Problem requirements –
All lines from the one containing "pub fn take_bytes(&mut" down to the final line of the entries below: return them exactly.

Records for the task –
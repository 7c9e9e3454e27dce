//! In-memory peers whose outbound stream is captured instead of sent.

use anyhow::{Context, Result};
use ccnet_net::{
    ClientboundMessage, Envelope, EnvelopeCodec, Message, OutboundStream, PeerHandle, PeerId,
    ProtocolRegistries, ServerboundMessage,
};
use tracing::debug;

/// A peer with no network behind it.
///
/// Everything delivered to [`LoopbackPeer::handle`] queues up in memory and
/// can be read back raw or decoded with the role codec `M`.
pub struct LoopbackPeer<M: Message> {
    handle: PeerHandle,
    outbound: OutboundStream,
    codec: EnvelopeCodec<M>,
}

impl LoopbackPeer<ClientboundMessage> {
    /// A client as seen from the server: captures client-received messages.
    pub fn client(id: u64) -> Result<Self> {
        let registries = ProtocolRegistries::standard().context("standard message tables")?;
        Ok(Self::new(PeerId(id), EnvelopeCodec::new(registries.clientbound)))
    }
}

impl LoopbackPeer<ServerboundMessage> {
    /// The server as seen from a client: captures server-received messages.
    pub fn server(id: u64) -> Result<Self> {
        let registries = ProtocolRegistries::standard().context("standard message tables")?;
        Ok(Self::new(PeerId(id), EnvelopeCodec::new(registries.serverbound)))
    }
}

impl<M: Message> LoopbackPeer<M> {
    /// Create a loopback peer decoding with `codec`.
    pub fn new(id: PeerId, codec: EnvelopeCodec<M>) -> Self {
        let (handle, outbound) = PeerHandle::channel(id);
        Self {
            handle,
            outbound,
            codec,
        }
    }

    /// Peer identity.
    pub fn id(&self) -> PeerId {
        self.handle.id()
    }

    /// A sending handle, e.g. for a `PeerTable` or `peer_joined`.
    pub fn handle(&self) -> PeerHandle {
        self.handle.clone()
    }

    /// Take every envelope delivered so far, in delivery order.
    pub fn take_envelopes(&mut self) -> Vec<Envelope> {
        self.outbound.drain()
    }

    /// Take and decode every envelope delivered so far.
    pub fn take_messages(&mut self) -> Result<Vec<M>> {
        self.take_envelopes()
            .iter()
            .map(|envelope| {
                self.codec
                    .decode(envelope.as_bytes())
                    .with_context(|| format!("decoding {envelope:?} for {}", self.id()))
            })
            .collect()
    }

    /// Take the raw bytes of every envelope delivered so far.
    pub fn take_bytes(&mut self) -> Vec<Vec<u8>> {
        self.take_envelopes()
            .iter()
            .map(|envelope| envelope.as_bytes().to_vec())
            .collect()
    }

    /// Close the captured stream; later deliveries fail as for a dropped
    /// connection.
    pub fn disconnect(&mut self) {
        debug!(peer = %self.id(), "loopback peer disconnected");
        self.outbound.close();
    }
}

Completed exercise –
    pub fn take_bytes(&mut self) -> Vec<Vec<u8>> {
        self.take_envelopes()
            .iter()
            .map(|envelope| envelope.as_bytes().to_vec())
            .collect()
    }

    /// Close the captured stream; later deliveries fail as for a dropped
    /// connection.
    pub fn disconnect(&mut self) {
        debug!(peer = %self.id(), "loopback peer disconnected");
        self.outbound.close();
    }
}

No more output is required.